It’s easy to get to know a new person.
You can see them, feel their presence.
But when it comes to getting to know your old friends, it’s a lot trickier.
You’re not alone.
And with so many people moving out of your area, the people you know are starting to move in.
We asked some of the best friends to share their best advice for getting to grips with your old ones.
You can’t tell if someone is the person you used to be, but you can know when they’re gone, said Jessica, a retired teacher in Portland, Oregon.
You have to know when you see them.
And even if they don’t really say anything, they can always feel it.
“Sometimes you just know they’re in there,” she said.
You might even know that they don to be the person they used to know.
Jessica was in Portland during the 1980s.
She’s now living in Seattle, where she and her husband, a former NBA player, own a condo and a house.
She still talks to people who live in her old neighborhood, but she’s also reconnected with a number of people she’s grown up with, like her sister-in-law and her best friend, who moved to Seattle about 10 years ago.
They all live in the same house, and they have very similar personalities.
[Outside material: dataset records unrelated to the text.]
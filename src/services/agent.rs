// src/services/agent.rs
use std::collections::HashMap;

use async_trait::async_trait;
use chrono::{Local, NaiveDate};
use tracing::info;

use super::promise::{
    PaymentIntent, PromiseCase, Step, date_accepted, date_candidate, parse_amount,
    payment_channel, register_promise, validate_commitment_date,
};
use super::session_manager::Turn;
use crate::error::{AgentError, PromiseRejection};

const ID_LEN: usize = 10;

const ASK_ID: &str = "Para revisar tu caso necesito tu cédula o ID de cliente.";
const ASK_CAUSE: &str = "¿Cuál es la causa principal del atraso?";
const ASK_AMOUNT: &str = "¿Cuánto podrías pagar (monto aproximado)?";
const ASK_DATE: &str = "¿En qué fecha concreta podrías pagar? Usa el formato YYYY-MM-DD.";
const ASK_CHANNEL: &str = "¿Por qué canal pagarás? (transferencia, ventanilla, tarjeta u otro)";

/// Produces the bot reply for one user message.
#[async_trait]
pub trait Responder: Send + Sync {
    /// `history` already ends with the user turn for `message`. Returns the
    /// reply together with the case as it stands after this turn.
    async fn respond(
        &self,
        message: &str,
        history: &[Turn],
        case: PromiseCase,
    ) -> Result<(String, PromiseCase), AgentError>;
}

#[derive(Clone, Debug)]
pub struct DemoClient {
    pub name: String,
    pub id: String,
    pub debt: f64,
}

/// Rule-based collections assistant over an in-memory client table.
///
/// Walks one conversation through id, cause, amount, date, channel and
/// confirmation, then registers a simulated payment promise.
#[derive(Clone, Debug)]
pub struct DemoCollectionsAgent {
    clients: HashMap<String, DemoClient>,
    today: Option<NaiveDate>,
}

impl Default for DemoCollectionsAgent {
    fn default() -> Self {
        Self::new(vec![DemoClient {
            name: "Diego Sebastián Jiménez Coronel".to_string(),
            id: "0957380330".to_string(),
            debt: 450.0,
        }])
    }
}

impl DemoCollectionsAgent {
    pub fn new(clients: Vec<DemoClient>) -> Self {
        Self {
            clients: clients.into_iter().map(|c| (c.id.clone(), c)).collect(),
            today: None,
        }
    }

    /// Pins the date used to judge commitment dates.
    pub fn with_today(mut self, today: NaiveDate) -> Self {
        self.today = Some(today);
        self
    }

    fn today(&self) -> NaiveDate {
        self.today.unwrap_or_else(|| Local::now().date_naive())
    }

    pub fn lookup_debt(&self, id: &str) -> Option<String> {
        self.clients.get(id).map(|client| {
            format!(
                "Cliente: {}\nCédula: {}\nDeuda demo: ${:.2}",
                client.name, client.id, client.debt
            )
        })
    }

    fn ask_id(&self, message: &str, mut case: PromiseCase) -> (String, PromiseCase) {
        let Some(id) = find_client_id(message) else {
            return (ASK_ID.to_string(), case);
        };
        match self.lookup_debt(id) {
            Some(summary) => {
                case.client_id = Some(id.to_string());
                case.step = Step::AskingCause;
                (format!("Gracias. {}\n{}", summary, ASK_CAUSE), case)
            }
            None => (format!("No encontré al cliente {} en la BD demo.", id), case),
        }
    }

    fn ask_date(&self, message: &str, mut case: PromiseCase) -> (String, PromiseCase) {
        let today = self.today();
        match validate_commitment_date(date_candidate(message), today) {
            Ok(date) => {
                case.date = Some(date);
                case.intent = Some(PaymentIntent::from_lead_days((date - today).num_days()));
                case.step = Step::AskingChannel;
                (format!("{}\n{}", date_accepted(date), ASK_CHANNEL), case)
            }
            Err(rejection) => (format!("{}\n{}", rejection, ASK_DATE), case),
        }
    }
}

/// First standalone run of exactly ten digits.
pub fn find_client_id(message: &str) -> Option<&str> {
    message
        .split(|c: char| !c.is_ascii_digit())
        .find(|token| token.len() == ID_LEN)
}

enum Answer {
    Yes,
    No,
    Unclear,
}

fn read_answer(message: &str) -> Answer {
    let lower = message.to_lowercase();
    let words: Vec<&str> = lower.split(|c: char| !c.is_alphanumeric()).collect();
    if words.contains(&"no") {
        Answer::No
    } else if words
        .iter()
        .any(|w| matches!(*w, "sí" | "si" | "confirmo" | "ok" | "claro" | "dale"))
    {
        Answer::Yes
    } else {
        Answer::Unclear
    }
}

fn summary(case: &PromiseCase) -> String {
    format!(
        "Resumen de tu compromiso: monto ${:.2}, fecha {}, canal {}. ¿Confirmas? (sí/no)",
        case.amount.unwrap_or_default(),
        case.date.map(|d| d.to_string()).unwrap_or_default(),
        case.channel.as_deref().unwrap_or("otro"),
    )
}

fn confirm(mut case: PromiseCase) -> Result<(String, PromiseCase), AgentError> {
    let (Some(client_id), Some(amount), Some(date)) = (case.client_id.clone(), case.amount, case.date)
    else {
        return Err(AgentError::Unavailable("promise confirmed before it was complete".to_string()));
    };

    let date = date.to_string();
    match register_promise(&client_id, amount, &date, case.cause.as_deref().unwrap_or_default()) {
        Ok((promise_id, receipt)) => {
            info!(
                client_id,
                promise_id,
                intent = case.intent.map(PaymentIntent::as_str),
                channel = case.channel.as_deref(),
                "payment promise registered"
            );
            case.promise_id = Some(promise_id);
            case.step = Step::Closed;
            Ok((
                format!("{}\nGracias, te recordaremos tu pago el {}.", receipt, date),
                case,
            ))
        }
        Err(rejection) => {
            case.step = Step::AskingAmount;
            Ok((format!("{}\n{}", rejection, ASK_AMOUNT), case))
        }
    }
}

#[async_trait]
impl Responder for DemoCollectionsAgent {
    async fn respond(
        &self,
        message: &str,
        _history: &[Turn],
        mut case: PromiseCase,
    ) -> Result<(String, PromiseCase), AgentError> {
        let step = case.step;
        let turn = match step {
            Step::AskingId => self.ask_id(message, case),
            Step::AskingCause => {
                case.cause = Some(message.to_string());
                case.step = Step::AskingAmount;
                (format!("Entiendo, gracias por contarme. {}", ASK_AMOUNT), case)
            }
            Step::AskingAmount => match parse_amount(message) {
                Some(amount) if amount > 0.0 => {
                    case.amount = Some(amount);
                    case.step = Step::AskingDate;
                    (ASK_DATE.to_string(), case)
                }
                Some(_) => (format!("{}\n{}", PromiseRejection::NonPositiveAmount, ASK_AMOUNT), case),
                None => (format!("No entendí el monto. {}", ASK_AMOUNT), case),
            },
            Step::AskingDate => self.ask_date(message, case),
            Step::AskingChannel => {
                case.channel = Some(payment_channel(message).to_string());
                case.step = Step::AskingConfirmation;
                (summary(&case), case)
            }
            Step::AskingConfirmation => match read_answer(message) {
                Answer::Yes => return confirm(case),
                Answer::No => {
                    case.step = Step::AskingAmount;
                    (format!("De acuerdo, revisemos de nuevo. {}", ASK_AMOUNT), case)
                }
                Answer::Unclear => (summary(&case), case),
            },
            Step::Closed => {
                let date = case.date.map(|d| d.to_string()).unwrap_or_default();
                (
                    format!("Tu promesa de pago ya está registrada para el {}. ¡Gracias!", date),
                    case,
                )
            }
        };
        Ok(turn)
    }
}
They’re not really friends anymore.
If you don’t know them, they’re like your brother.
“They’re all the same, and that’s how it’s always been,” Jessica said.
“The funny thing is, they all move out of my neighborhood, and I still don’t think about them,” said Jessica.
“And that’s sad.
I mean, I know how lucky I am.
They always had someone who knew them.
I have friends I would go to school with, I had a lot of friends that I was with in high school, I would hang out with all the time.”
You can tell when someone is gone, but they can still feel it” I would tell people I had no idea they were gone,” Jessica explained.
“I would get on the phone and they would say, ‘Oh, it happened to me, I went to this place.’
They didn’t know.
It wasn’t until I found out that it happened in my neighborhood that I started to be concerned about it.”
You know it’s over when someone leaves, Jessica said, but it can be harder to be sure.
She can still see them when they walk by and they say, “Hi.”
She’ll tell her children to check their phone or see if there’s a message from them on Facebook.
She also has to be willing to let go of old friends.
“You don’t want to feel like you have to say goodbye,” she explained.
A friend of a friend, Jessica was also living in Portland.
She lives in a condo with her mother and her two young children.
“The thing I do feel like I have to let these people go is I feel like there are no good friends anymore,” she told us.
“There are so many of them, and it’s like, Oh my god, how do you get rid of them?
And I can’t.
So I let them go.
I let my kids know, ‘This is it, we’re all done.
We’re all gone.'”
But the good news is that when you have a friend who has passed, you can always start asking questions.
“Some people will just be like, ‘I don’t care what happened to you, I’ll go back to my friend.’
That’s fine,” Jessica continued.
But she said she can still ask questions like, “Are you sure you remember me?” and “Why are you still in your house?”
You can also check Facebook and see if they are still around, but don’t worry about making too much of a big deal.
They’ll probably say, I’m happy I met you, Jessica noted.
But Jessica also realizes that she’s not the only one who is leaving.
“It’s not just me.
There’s so many friends of friends who are moving out,” she noted.
“If I didn’t have this, I probably would have stopped moving out.”
And sometimes, it can help to keep your old buddies in check.
“A lot of the time, if I don’t do that, they just start leaving again,” Jessica added.
And even if you know you’re not going to see them again, you don´t have to go all in to make sure they’re still around.
“At the end of the day, I still like to be around people, so if they call, I say, `Come see me, OK?’ and they do,” Jessica told us, laughing.
“Even if they just come by my house or my condo, they’ll still see me.”